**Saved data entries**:
○ ○ ○

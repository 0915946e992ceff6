//! Transport that hands messages to an HTTP mail relay
//!
//! Each message is POSTed as `{recipients, subject, body}`. Any non-2xx
//! answer is a delivery failure. Nothing is retried here; the relay owns
//! queueing.

use async_trait::async_trait;
use reqwest::Client;
use sla_engine::{MailTransport, OutboundMail};
use sla_types::{SlaError, SlaResult};
use std::time::Duration;

#[derive(Debug, Clone)]
pub struct WebhookMailTransport {
    client: Client,
    url: String,
}

impl WebhookMailTransport {
    pub fn new(url: impl Into<String>, timeout_secs: u64) -> SlaResult<Self> {
        let client = Client::builder()
            .timeout(Duration::from_secs(timeout_secs))
            .build()
            .map_err(|e| SlaError::Config(format!("failed to build HTTP client: {}", e)))?;

        Ok(Self {
            client,
            url: url.into(),
        })
    }

    pub fn url(&self) -> &str {
        &self.url
    }
}

#[async_trait]
impl MailTransport for WebhookMailTransport {
    async fn send(&self, mail: &OutboundMail) -> SlaResult<()> {
        let response = self
            .client
            .post(&self.url)
            .json(mail)
            .send()
            .await
            .map_err(|e| SlaError::Transport(format!("mail relay request failed: {}", e)))?;

        if !response.status().is_success() {
            let status = response.status();
            let body = response.text().await.unwrap_or_default();
            return Err(SlaError::Transport(format!(
                "mail relay error {}: {}",
                status,
                truncate(&body, 200)
            )));
        }

        tracing::debug!(url = %self.url, recipients = ?mail.recipients, "Mail handed to relay");
        Ok(())
    }
}

fn truncate(text: &str, max_chars: usize) -> &str {
    match text.char_indices().nth(max_chars) {
        Some((idx, _)) => &text[..idx],
        None => text,
    }
}

#[cfg(test)]
mod tests {
    use super::*;

    #[test]
    fn test_truncate_on_char_boundary() {
        assert_eq!(truncate("abcdef", 3), "abc");
        assert_eq!(truncate("ab", 3), "ab");
        assert_eq!(truncate("ééé", 2), "éé");
    }

    #[tokio::test]
    async fn test_unreachable_relay_is_transport_error() {
        let transport = WebhookMailTransport::new("http://127.0.0.1:9/send", 1).unwrap();
        let mail = OutboundMail::to("agent@example.com", "subject", "body");
        let err = transport.send(&mail).await.unwrap_err();
        assert!(matches!(err, SlaError::Transport(_)));
    }
}
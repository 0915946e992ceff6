//! Scheduler
//!
//! The scheduler is responsible for:
//! - Running an SLA cycle every configured interval
//! - Running extra cycles on request
//! - Skipping ticks that would overlap a running cycle

mod runner;

pub use runner::{Scheduler, TriggerStatus};
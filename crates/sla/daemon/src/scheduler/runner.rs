//! Periodic cycle runner

use crate::config::{SchedulerConfig, MAX_INTERVAL_SECS};
use crate::error::{DaemonError, DaemonResult};
use chrono::Utc;
use sla_engine::{CycleReport, SlaOrchestrator};
use std::sync::Arc;
use tokio::sync::mpsc::error::TrySendError;
use tokio::sync::{mpsc, RwLock};
use tokio::time::{interval, Duration, MissedTickBehavior};

/// Outcome of a cycle request
#[derive(Clone, Copy, Debug, PartialEq, Eq)]
pub enum TriggerStatus {
    /// A cycle will run as soon as the loop wakes
    Queued,
    /// A request is already pending; this one was folded into it
    AlreadyQueued,
}

impl TriggerStatus {
    pub fn as_str(&self) -> &'static str {
        match self {
            TriggerStatus::Queued => "queued",
            TriggerStatus::AlreadyQueued => "already_queued",
        }
    }
}

/// Scheduler state
pub struct Scheduler {
    config: SchedulerConfig,
    engine: Arc<SlaOrchestrator>,
    trigger_tx: mpsc::Sender<()>,
    running: Arc<RwLock<bool>>,
}

impl Scheduler {
    /// Create a new scheduler
    pub fn new(
        config: SchedulerConfig,
        engine: Arc<SlaOrchestrator>,
    ) -> (Arc<Self>, mpsc::Receiver<()>) {
        let (trigger_tx, trigger_rx) = mpsc::channel(1);

        let scheduler = Arc::new(Self {
            config,
            engine,
            trigger_tx,
            running: Arc::new(RwLock::new(false)),
        });

        (scheduler, trigger_rx)
    }

    /// Request a cycle as soon as possible. At most one request is held;
    /// requests made while one is pending are folded into it. Fails once
    /// the loop has exited and nothing will ever receive the request.
    pub fn trigger_cycle(&self) -> DaemonResult<TriggerStatus> {
        match self.trigger_tx.try_send(()) {
            Ok(()) => Ok(TriggerStatus::Queued),
            Err(TrySendError::Full(())) => Ok(TriggerStatus::AlreadyQueued),
            Err(TrySendError::Closed(())) => Err(DaemonError::SchedulerStopped),
        }
    }

    pub async fn is_running(&self) -> bool {
        *self.running.read().await
    }

    /// Run the loop until [`Scheduler::stop`] is called
    pub async fn start(self: Arc<Self>, mut trigger_rx: mpsc::Receiver<()>) {
        {
            let mut running = self.running.write().await;
            *running = true;
        }

        let secs = self.config.interval_secs.clamp(1, MAX_INTERVAL_SECS);
        let period = Duration::from_secs(secs);
        let mut ticker = interval(period);
        ticker.set_missed_tick_behavior(MissedTickBehavior::Skip);
        if !self.config.run_on_start {
            ticker.reset();
        }

        tracing::info!(interval_secs = period.as_secs(), "Scheduler started");

        loop {
            tokio::select! {
                _ = ticker.tick() => {}
                received = trigger_rx.recv() => {
                    if received.is_none() {
                        break;
                    }
                    tracing::debug!("Triggered SLA cycle");
                }
            }

            if !self.is_running().await {
                break;
            }

            self.run_once().await;
        }

        tracing::info!("Scheduler stopped");
    }

    /// Stop the scheduler and wake its loop
    pub async fn stop(&self) {
        {
            let mut running = self.running.write().await;
            *running = false;
        }
        let _ = self.trigger_tx.try_send(());
    }

    /// Run one cycle now unless one is already in progress
    pub async fn run_once(&self) -> Option<CycleReport> {
        let report = self.engine.try_run_cycle(Utc::now()).await;

        match &report {
            Some(report) if report.is_clean() => tracing::info!(
                cycle_id = %report.cycle_id,
                sent = report.sent_count(),
                closed = report.closed.len(),
                "SLA cycle finished"
            ),
            Some(report) => tracing::warn!(
                cycle_id = %report.cycle_id,
                sent = report.sent_count(),
                closed = report.closed.len(),
                failures = report.failures.len(),
                "SLA cycle finished with failures"
            ),
            None => tracing::warn!("SLA cycle still in progress, skipping tick"),
        }

        report
    }
}
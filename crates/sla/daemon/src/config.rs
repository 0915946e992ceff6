//! Configuration for sla-daemon

use serde::{Deserialize, Serialize};
use sla_engine::{EngineConfig, LifecycleCloser};
use std::net::{Ipv4Addr, SocketAddr};

/// Longest accepted scheduler interval (one week)
pub const MAX_INTERVAL_SECS: u64 = 7 * 24 * 60 * 60;

/// Longest accepted auto-close grace period (ten years)
pub const MAX_GRACE_PERIOD_SECS: u64 = 10 * 365 * 24 * 60 * 60;

/// Main daemon configuration
#[derive(Debug, Clone, Default, Serialize, Deserialize)]
pub struct DaemonConfig {
    /// Scheduler configuration
    #[serde(default)]
    pub scheduler: SchedulerConfig,

    /// SLA rules
    #[serde(default)]
    pub sla: SlaConfig,

    /// Storage configuration
    #[serde(default)]
    pub storage: StorageConfig,

    /// Outbound mail configuration
    #[serde(default)]
    pub mail: MailConfig,

    /// REST server configuration
    #[serde(default)]
    pub server: ServerConfig,

    /// Logging configuration
    #[serde(default)]
    pub logging: LoggingConfig,
}

/// Scheduler configuration
#[derive(Debug, Clone, Serialize, Deserialize)]
pub struct SchedulerConfig {
    /// Seconds between evaluation cycles
    #[serde(default = "default_interval")]
    pub interval_secs: u64,

    /// Run a cycle immediately at startup instead of after one interval
    #[serde(default = "default_true")]
    pub run_on_start: bool,
}

impl Default for SchedulerConfig {
    fn default() -> Self {
        Self {
            interval_secs: default_interval(),
            run_on_start: true,
        }
    }
}

/// SLA rules that are not carried on the ticket
#[derive(Debug, Clone, Serialize, Deserialize)]
pub struct SlaConfig {
    /// Seconds a ticket stays Resolved before it is auto-closed
    #[serde(default = "default_grace_period")]
    pub grace_period_secs: u64,
}

impl Default for SlaConfig {
    fn default() -> Self {
        Self {
            grace_period_secs: default_grace_period(),
        }
    }
}

impl SlaConfig {
    pub fn engine_config(&self) -> EngineConfig {
        let secs = self.grace_period_secs.min(MAX_GRACE_PERIOD_SECS) as i64;
        EngineConfig {
            close_grace_period: chrono::Duration::seconds(secs),
        }
    }
}

/// Storage configuration
#[derive(Debug, Clone, Default, Serialize, Deserialize)]
#[serde(tag = "type", rename_all = "lowercase")]
pub enum StorageConfig {
    /// In-memory storage (for development/testing)
    #[default]
    Memory,

    /// PostgreSQL helpdesk and tracking tables
    Postgres {
        /// Connection URL
        url: String,

        /// Maximum connections in pool
        #[serde(default = "default_pool_size")]
        max_connections: u32,

        /// Connection timeout in seconds
        #[serde(default = "default_connection_timeout")]
        connect_timeout_secs: u64,
    },
}

/// Outbound mail configuration
#[derive(Debug, Clone, Default, Serialize, Deserialize)]
#[serde(tag = "type", rename_all = "lowercase")]
pub enum MailConfig {
    /// Log every message instead of delivering it
    #[default]
    Log,

    /// POST each message as JSON to a mail relay
    Webhook {
        url: String,

        /// Request timeout in seconds
        #[serde(default = "default_request_timeout")]
        timeout_secs: u64,
    },
}

/// REST server configuration
#[derive(Debug, Clone, Serialize, Deserialize)]
pub struct ServerConfig {
    /// Serve the REST API
    #[serde(default = "default_true")]
    pub enabled: bool,

    /// Listen address
    #[serde(default = "default_listen_addr")]
    pub listen_addr: SocketAddr,
}

impl Default for ServerConfig {
    fn default() -> Self {
        Self {
            enabled: true,
            listen_addr: default_listen_addr(),
        }
    }
}

/// Logging configuration
#[derive(Debug, Clone, Serialize, Deserialize)]
pub struct LoggingConfig {
    /// Log level
    #[serde(default = "default_log_level")]
    pub level: String,

    /// JSON format
    #[serde(default)]
    pub json: bool,
}

impl Default for LoggingConfig {
    fn default() -> Self {
        Self {
            level: default_log_level(),
            json: false,
        }
    }
}

// Default value helpers
fn default_true() -> bool {
    true
}

fn default_interval() -> u64 {
    300
}

fn default_grace_period() -> u64 {
    LifecycleCloser::DEFAULT_GRACE_SECS as u64
}

fn default_pool_size() -> u32 {
    10
}

fn default_connection_timeout() -> u64 {
    5
}

fn default_request_timeout() -> u64 {
    10
}

fn default_listen_addr() -> SocketAddr {
    SocketAddr::from((Ipv4Addr::LOCALHOST, 8089))
}

fn default_log_level() -> String {
    "info".to_string()
}

impl DaemonConfig {
    /// Load configuration: defaults, then the optional file, then
    /// `SLA_`-prefixed environment variables (`SLA_SCHEDULER__INTERVAL_SECS`)
    pub fn load(path: Option<&str>) -> Result<Self, config::ConfigError> {
        let mut builder = config::Config::builder();

        // Add default configuration
        builder = builder.add_source(config::Config::try_from(&DaemonConfig::default())?);

        // Add file configuration if provided
        if let Some(path) = path {
            builder = builder.add_source(config::File::with_name(path).required(false));
        }

        // Add environment variables with SLA_ prefix
        builder = builder.add_source(
            config::Environment::with_prefix("SLA")
                .prefix_separator("_")
                .separator("__")
                .try_parsing(true),
        );

        let config: DaemonConfig = builder.build()?.try_deserialize()?;
        config.validate()?;
        Ok(config)
    }

    /// Reject values the scheduler or the closer cannot work with
    pub fn validate(&self) -> Result<(), config::ConfigError> {
        let interval = self.scheduler.interval_secs;
        if interval == 0 || interval > MAX_INTERVAL_SECS {
            return Err(config::ConfigError::Message(format!(
                "scheduler.interval_secs must be between 1 and {}, got {}",
                MAX_INTERVAL_SECS, interval
            )));
        }

        let grace = self.sla.grace_period_secs;
        if grace > MAX_GRACE_PERIOD_SECS {
            return Err(config::ConfigError::Message(format!(
                "sla.grace_period_secs must be at most {}, got {}",
                MAX_GRACE_PERIOD_SECS, grace
            )));
        }

        Ok(())
    }
}

#[cfg(test)]
mod tests {
    use super::*;

    #[test]
    fn test_default_config() {
        let config = DaemonConfig::default();
        assert_eq!(config.server.listen_addr.port(), 8089);
        assert!(config.server.enabled);
        assert!(matches!(config.storage, StorageConfig::Memory));
        assert!(matches!(config.mail, MailConfig::Log));
        assert_eq!(config.logging.level, "info");
    }

    #[test]
    fn test_scheduler_defaults() {
        let config = SchedulerConfig::default();
        assert_eq!(config.interval_secs, 300);
        assert!(config.run_on_start);
    }

    #[test]
    fn test_grace_period_becomes_engine_config() {
        let sla = SlaConfig::default();
        assert_eq!(sla.grace_period_secs, 172_800);
        assert_eq!(
            sla.engine_config().close_grace_period,
            chrono::Duration::days(2)
        );

        let short = SlaConfig {
            grace_period_secs: 90,
        };
        assert_eq!(
            short.engine_config().close_grace_period,
            chrono::Duration::seconds(90)
        );
    }

    #[test]
    fn test_tagged_sections_deserialize() {
        let json = serde_json::json!({
            "storage": { "type": "postgres", "url": "postgres://localhost/helpdesk" },
            "mail": { "type": "webhook", "url": "http://relay.local/send" }
        });
        let config: DaemonConfig = serde_json::from_value(json).unwrap();

        match config.storage {
            StorageConfig::Postgres {
                url,
                max_connections,
                connect_timeout_secs,
            } => {
                assert_eq!(url, "postgres://localhost/helpdesk");
                assert_eq!(max_connections, 10);
                assert_eq!(connect_timeout_secs, 5);
            }
            other => panic!("unexpected storage config: {:?}", other),
        }
        assert!(matches!(
            config.mail,
            MailConfig::Webhook { timeout_secs: 10, .. }
        ));
        assert_eq!(config.scheduler.interval_secs, 300);
    }

    #[test]
    fn test_load_without_file_uses_defaults() {
        let config = DaemonConfig::load(None).unwrap();
        assert_eq!(config.sla.grace_period_secs, 172_800);
        assert!(matches!(config.storage, StorageConfig::Memory));
    }

    #[test]
    fn test_validate_rejects_out_of_range_values() {
        assert!(DaemonConfig::default().validate().is_ok());

        let mut config = DaemonConfig::default();
        config.sla.grace_period_secs = 10_000_000_000_000;
        assert!(config.validate().is_err());

        let mut config = DaemonConfig::default();
        config.scheduler.interval_secs = u64::MAX;
        assert!(config.validate().is_err());

        let mut config = DaemonConfig::default();
        config.scheduler.interval_secs = 0;
        assert!(config.validate().is_err());
    }

    #[test]
    fn test_engine_config_clamps_grace_period() {
        let sla = SlaConfig {
            grace_period_secs: u64::MAX,
        };
        assert_eq!(
            sla.engine_config().close_grace_period,
            chrono::Duration::seconds(MAX_GRACE_PERIOD_SECS as i64)
        );
    }
}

○ ○ ○

**Exercise details**:
Provide the number of lines in the records above containing the string "subject", and write nothing more.

**Output**:
2